- [Problem description]: Check each line of the entries below for the word "HttpClient", and copy the lines that have it.

BEGIN Material supplied

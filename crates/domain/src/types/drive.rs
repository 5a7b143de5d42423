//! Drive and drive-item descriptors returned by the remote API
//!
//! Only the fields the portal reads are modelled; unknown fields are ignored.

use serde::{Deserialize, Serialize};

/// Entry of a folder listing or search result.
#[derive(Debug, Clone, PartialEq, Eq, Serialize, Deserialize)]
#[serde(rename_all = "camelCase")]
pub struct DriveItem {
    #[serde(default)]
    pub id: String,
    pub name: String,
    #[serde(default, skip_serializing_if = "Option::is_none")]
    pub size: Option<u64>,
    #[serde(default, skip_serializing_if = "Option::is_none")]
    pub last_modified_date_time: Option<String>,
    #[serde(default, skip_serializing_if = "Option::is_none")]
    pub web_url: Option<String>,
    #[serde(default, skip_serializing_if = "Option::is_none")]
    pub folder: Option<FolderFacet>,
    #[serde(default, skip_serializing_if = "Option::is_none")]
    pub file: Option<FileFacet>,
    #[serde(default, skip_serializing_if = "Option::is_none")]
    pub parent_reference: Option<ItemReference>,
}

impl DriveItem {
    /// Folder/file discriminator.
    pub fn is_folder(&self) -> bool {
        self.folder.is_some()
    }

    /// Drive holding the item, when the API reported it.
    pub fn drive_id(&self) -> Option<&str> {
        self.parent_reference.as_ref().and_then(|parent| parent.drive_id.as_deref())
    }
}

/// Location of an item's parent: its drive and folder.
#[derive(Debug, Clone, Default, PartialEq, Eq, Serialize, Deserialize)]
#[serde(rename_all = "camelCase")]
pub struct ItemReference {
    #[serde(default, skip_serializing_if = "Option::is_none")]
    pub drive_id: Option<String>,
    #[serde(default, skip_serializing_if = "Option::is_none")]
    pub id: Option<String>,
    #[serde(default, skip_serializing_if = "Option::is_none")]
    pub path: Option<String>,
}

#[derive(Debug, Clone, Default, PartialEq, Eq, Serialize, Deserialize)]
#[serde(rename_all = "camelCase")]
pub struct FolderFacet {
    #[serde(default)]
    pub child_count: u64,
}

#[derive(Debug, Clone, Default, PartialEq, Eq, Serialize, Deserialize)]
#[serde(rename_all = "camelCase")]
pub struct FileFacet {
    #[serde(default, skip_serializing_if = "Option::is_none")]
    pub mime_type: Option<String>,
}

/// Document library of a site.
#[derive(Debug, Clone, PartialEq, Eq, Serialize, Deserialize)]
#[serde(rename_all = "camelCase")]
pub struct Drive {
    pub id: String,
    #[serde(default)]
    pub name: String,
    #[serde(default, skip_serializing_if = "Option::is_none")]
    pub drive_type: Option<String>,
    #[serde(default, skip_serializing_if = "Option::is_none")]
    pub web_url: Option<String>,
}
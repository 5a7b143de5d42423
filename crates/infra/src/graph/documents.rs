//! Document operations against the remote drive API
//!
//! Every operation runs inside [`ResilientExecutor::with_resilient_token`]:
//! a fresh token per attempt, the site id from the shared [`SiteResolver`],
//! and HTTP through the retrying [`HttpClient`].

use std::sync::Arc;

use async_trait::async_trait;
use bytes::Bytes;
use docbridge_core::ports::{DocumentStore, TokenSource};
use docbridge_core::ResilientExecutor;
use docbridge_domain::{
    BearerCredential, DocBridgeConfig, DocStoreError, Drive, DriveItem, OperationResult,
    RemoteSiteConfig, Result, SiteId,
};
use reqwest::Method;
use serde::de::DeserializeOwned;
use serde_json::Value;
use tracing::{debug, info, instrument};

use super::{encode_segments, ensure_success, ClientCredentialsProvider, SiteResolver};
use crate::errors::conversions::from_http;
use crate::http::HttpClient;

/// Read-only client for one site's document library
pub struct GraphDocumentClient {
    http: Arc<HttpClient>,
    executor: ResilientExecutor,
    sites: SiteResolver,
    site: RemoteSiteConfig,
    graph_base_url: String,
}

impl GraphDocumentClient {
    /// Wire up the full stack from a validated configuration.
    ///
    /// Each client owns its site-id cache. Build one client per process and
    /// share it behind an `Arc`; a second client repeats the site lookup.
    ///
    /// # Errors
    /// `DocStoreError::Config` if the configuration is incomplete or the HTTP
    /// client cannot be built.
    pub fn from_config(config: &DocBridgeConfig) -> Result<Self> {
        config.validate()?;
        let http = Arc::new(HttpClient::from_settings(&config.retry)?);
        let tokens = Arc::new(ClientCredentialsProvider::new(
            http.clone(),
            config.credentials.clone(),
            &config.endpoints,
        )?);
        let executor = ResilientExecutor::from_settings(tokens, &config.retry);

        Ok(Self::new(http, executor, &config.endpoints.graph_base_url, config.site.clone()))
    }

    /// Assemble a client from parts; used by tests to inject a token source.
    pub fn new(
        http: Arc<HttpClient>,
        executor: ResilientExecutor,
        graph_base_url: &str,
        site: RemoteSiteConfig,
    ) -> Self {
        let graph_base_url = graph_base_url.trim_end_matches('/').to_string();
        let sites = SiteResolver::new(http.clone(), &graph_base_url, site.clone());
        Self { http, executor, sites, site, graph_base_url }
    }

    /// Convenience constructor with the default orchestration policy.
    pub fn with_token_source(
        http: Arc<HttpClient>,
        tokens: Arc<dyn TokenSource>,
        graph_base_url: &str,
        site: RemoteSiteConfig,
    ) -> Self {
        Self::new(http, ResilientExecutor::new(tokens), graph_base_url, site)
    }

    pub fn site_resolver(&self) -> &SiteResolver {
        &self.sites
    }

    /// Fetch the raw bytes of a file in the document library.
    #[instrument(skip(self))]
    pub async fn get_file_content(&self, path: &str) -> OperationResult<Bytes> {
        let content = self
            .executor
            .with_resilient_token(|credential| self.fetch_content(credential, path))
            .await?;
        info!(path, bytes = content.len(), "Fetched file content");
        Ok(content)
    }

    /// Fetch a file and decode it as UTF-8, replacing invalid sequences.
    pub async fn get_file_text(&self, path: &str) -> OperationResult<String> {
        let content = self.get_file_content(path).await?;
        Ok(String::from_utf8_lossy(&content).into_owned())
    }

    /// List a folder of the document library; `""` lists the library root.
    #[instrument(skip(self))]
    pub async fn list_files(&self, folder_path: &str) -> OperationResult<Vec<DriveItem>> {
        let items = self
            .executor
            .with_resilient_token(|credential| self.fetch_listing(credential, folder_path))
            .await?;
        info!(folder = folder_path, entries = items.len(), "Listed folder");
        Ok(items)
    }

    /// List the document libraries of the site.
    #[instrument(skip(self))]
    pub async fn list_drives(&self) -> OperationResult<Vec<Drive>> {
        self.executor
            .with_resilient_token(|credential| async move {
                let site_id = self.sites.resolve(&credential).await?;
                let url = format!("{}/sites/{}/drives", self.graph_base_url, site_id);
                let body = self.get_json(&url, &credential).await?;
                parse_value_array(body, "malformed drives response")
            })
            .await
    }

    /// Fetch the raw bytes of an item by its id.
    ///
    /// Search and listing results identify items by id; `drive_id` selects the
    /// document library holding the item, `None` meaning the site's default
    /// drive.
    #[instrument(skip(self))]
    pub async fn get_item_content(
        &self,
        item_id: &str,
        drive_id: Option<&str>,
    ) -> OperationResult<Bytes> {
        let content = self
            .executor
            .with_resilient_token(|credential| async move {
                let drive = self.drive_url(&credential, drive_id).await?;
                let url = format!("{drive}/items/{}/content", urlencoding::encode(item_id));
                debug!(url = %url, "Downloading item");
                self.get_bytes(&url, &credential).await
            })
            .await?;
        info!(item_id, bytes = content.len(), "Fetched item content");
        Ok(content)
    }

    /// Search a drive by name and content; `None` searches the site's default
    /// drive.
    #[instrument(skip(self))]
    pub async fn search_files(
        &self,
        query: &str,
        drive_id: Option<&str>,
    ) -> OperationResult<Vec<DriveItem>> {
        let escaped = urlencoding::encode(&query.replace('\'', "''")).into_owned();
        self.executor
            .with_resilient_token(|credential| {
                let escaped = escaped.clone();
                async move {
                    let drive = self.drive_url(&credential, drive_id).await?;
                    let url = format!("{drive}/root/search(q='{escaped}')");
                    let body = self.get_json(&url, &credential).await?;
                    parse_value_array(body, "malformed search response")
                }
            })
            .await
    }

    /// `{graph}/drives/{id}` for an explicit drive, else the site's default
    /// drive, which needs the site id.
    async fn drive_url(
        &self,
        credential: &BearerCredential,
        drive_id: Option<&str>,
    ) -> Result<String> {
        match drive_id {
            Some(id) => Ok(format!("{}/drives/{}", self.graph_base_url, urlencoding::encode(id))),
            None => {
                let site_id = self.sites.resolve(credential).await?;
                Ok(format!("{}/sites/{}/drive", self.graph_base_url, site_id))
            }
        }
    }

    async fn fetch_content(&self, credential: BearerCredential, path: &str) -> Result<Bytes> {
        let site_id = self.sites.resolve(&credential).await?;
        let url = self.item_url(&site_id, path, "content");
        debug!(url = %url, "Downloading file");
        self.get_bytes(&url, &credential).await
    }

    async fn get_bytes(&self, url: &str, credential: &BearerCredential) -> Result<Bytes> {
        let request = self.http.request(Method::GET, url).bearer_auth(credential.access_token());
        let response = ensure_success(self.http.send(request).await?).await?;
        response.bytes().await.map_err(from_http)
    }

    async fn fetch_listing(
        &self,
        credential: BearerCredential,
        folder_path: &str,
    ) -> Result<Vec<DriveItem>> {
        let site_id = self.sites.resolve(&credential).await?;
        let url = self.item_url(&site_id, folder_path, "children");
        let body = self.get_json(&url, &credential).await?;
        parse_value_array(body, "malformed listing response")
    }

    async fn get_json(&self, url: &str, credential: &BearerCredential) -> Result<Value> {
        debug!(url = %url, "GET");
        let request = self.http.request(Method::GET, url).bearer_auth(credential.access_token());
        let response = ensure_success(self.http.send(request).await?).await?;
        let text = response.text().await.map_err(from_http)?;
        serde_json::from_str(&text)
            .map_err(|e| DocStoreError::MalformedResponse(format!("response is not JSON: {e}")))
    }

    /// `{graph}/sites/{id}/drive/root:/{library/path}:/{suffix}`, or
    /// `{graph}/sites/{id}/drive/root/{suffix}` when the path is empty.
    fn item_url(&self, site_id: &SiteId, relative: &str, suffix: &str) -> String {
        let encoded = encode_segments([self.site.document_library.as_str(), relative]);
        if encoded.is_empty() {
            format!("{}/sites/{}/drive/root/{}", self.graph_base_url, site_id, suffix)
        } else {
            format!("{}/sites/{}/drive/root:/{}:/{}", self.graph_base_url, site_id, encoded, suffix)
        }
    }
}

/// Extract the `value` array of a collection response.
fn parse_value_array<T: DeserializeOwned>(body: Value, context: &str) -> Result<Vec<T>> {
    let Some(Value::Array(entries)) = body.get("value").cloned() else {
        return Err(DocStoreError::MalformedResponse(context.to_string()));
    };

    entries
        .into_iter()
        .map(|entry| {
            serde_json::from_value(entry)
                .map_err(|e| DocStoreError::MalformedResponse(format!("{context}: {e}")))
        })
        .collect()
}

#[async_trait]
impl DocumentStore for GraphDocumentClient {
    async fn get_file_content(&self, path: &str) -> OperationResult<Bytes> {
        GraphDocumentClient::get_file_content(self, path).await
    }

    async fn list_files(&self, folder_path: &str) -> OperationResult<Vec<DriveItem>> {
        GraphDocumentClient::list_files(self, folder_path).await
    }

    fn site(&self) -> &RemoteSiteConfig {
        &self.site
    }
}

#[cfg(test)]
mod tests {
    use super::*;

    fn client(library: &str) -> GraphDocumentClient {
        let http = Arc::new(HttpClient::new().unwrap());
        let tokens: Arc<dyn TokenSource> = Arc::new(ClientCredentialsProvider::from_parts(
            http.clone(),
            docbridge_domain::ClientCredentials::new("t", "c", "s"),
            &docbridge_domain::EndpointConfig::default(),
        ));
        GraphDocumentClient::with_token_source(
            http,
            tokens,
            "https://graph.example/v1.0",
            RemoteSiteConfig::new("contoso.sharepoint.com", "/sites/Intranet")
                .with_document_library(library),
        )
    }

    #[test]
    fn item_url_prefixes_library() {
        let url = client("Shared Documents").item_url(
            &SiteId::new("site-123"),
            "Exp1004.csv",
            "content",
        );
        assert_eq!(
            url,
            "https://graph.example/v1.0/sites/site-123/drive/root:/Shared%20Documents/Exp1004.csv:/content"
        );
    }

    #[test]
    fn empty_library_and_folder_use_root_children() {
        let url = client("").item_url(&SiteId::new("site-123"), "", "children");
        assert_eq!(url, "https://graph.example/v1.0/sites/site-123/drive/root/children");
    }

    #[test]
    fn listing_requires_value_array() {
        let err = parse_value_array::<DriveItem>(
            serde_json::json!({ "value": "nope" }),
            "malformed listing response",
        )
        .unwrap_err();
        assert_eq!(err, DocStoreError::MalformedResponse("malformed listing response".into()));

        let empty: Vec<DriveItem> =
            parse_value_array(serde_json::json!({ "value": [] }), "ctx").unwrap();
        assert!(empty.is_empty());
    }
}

END Material supplied

- [Task answer]:
//! and HTTP through the retrying [`HttpClient`].
use crate::http::HttpClient;
    http: Arc<HttpClient>,
        let http = Arc::new(HttpClient::from_settings(&config.retry)?);
        http: Arc<HttpClient>,
        http: Arc<HttpClient>,
        let http = Arc::new(HttpClient::new().unwrap());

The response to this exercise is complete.